Cuisine paysanne – Revue du Cueilleur-Culteur n°6

Les légumes sauvages dans la cuisine paysanne

du Moyen-Age à nos jours (partie 1)

par Véronique Garcia-Pays

Il y a dans le Massif central, quantité de traditions alimentaires qui soulèvent un coin du voile posé sur le patrimoine culinaire des plantes sauvages comestibles. Les recettes régionales qui ont fait la réputation de la région Auvergne ont été les premières à me mettre la puce à l’oreille avant que je ne découvre la richesse des départements voisins jusqu’aux rivages du Midi et par extension d’ouest en est des Pyrénées à la Cote d’Azur où chaque population préserve précieusement un fragment de savoir ancestral. Mes explorations botaniques m’ont mises en contact avec des gens friands des produits de la cueillette en pleine Nature, des ruraux tels que les chasseurs et les artisans, et des citadins qui ont gardé le goût des promenades en campagne et la mémoire des usages de leurs aïeuls, souvent devenus des mordus de randonnées ! Mon jardin dans un vieux village de haute Auvergne, m’a lui même révélé l’existence d’une des plantes potagères du Moyen Age, la première de la liste des légumes oubliés que j’ai voulu reconstituer grâce à mes recherches documentaires.

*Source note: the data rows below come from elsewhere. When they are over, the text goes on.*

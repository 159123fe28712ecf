//! On-disk backup layout: enumeration, dedup index, snapshots, restore
//! planning and integrity checks.
//!
//! A backup directory holds, per exported message:
//! - `<id>.metadata.json` sidecar (always, written last)
//! - `<id>.eml` when the message was fully assembled
//! - `<id>/` with salvaged parts when it was not

pub mod index;
pub mod restore;
pub mod snapshots;
pub mod verify;
pub mod walk;

pub use index::{AlwaysMissing, BackupIndex, DedupOracle};
pub use restore::{RestoreItem, RestorePlan, RestoreState};
pub use snapshots::{latest_snapshot, list_snapshots, snapshot_dir_name, SNAPSHOT_PREFIX};
pub use verify::{verify_backup, VerifyReport};
pub use walk::{walk_backup_dir, BackupEntry};
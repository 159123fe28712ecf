//! Filter engine: the canonical [`FilterSpec`], its server/client split, and
//! the query and timestamp parsers that build it.

pub mod query;
pub mod server;
pub mod spec;

pub use query::{parse_filter_query, parse_timestamp};
pub use server::ServerFilter;
pub use spec::{matching_indices, FilterSpec};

Tandis que mon voisin s’acharne à l’arracher de son potager, j’ai vu un don du ciel dans cette généreuse herbacée qui produit tant de feuillage savoureux dans l’ombre de mon petit lopin de terre Là où les semences modernes s’étiolent et réclament des faveurs du soleil cantonné à l’autre versant, et d’une fumure de nabab …les légumes sauvages oubliés du Moyen Age me font signe de leur feuillage éclatant de santé, ne demandant qu’à se faire connaître et goûter ! Je vous emmène à leur rencontre, quelques unes des herbes qui firent le régal de nos ancêtres et que j’ai adoptées dans mon jardin ensauvagé.

L’héritage des recettes régionales…

cuisine sauvage
farçous de légumes sauvages

Qui n’a mordu dans un farçou aveyronnais ne peut imaginer comment quelques bettes peuvent exalter un beignet frit sur l’étal du marché…gourmandise des feuilles au goût prononcé qui ont marqué de leur verdeur les plats emblématiques tels que le chou farci, le pounti et autre farci vert de la poitrine de porc farci. La préparation cuite des bettes associées aux oignons et au persil, voire à la ciboulette, fait écho instantanément au régime crétois, décrit par François Couplan, qui a perduré dans les campagnes grecques pendant des siècles. Je ne peux que tenter de résoudre l’énigme de l’origine de cette préparation en me plongeant dans les recettes du Moyen Age français. La potée aux choux d’Auvergne et la garbure gasconne, deux autres recettes patrimoniales majeures, balisent la piste qui me mène directement à la cuisine paysanne du XIIIème siècle.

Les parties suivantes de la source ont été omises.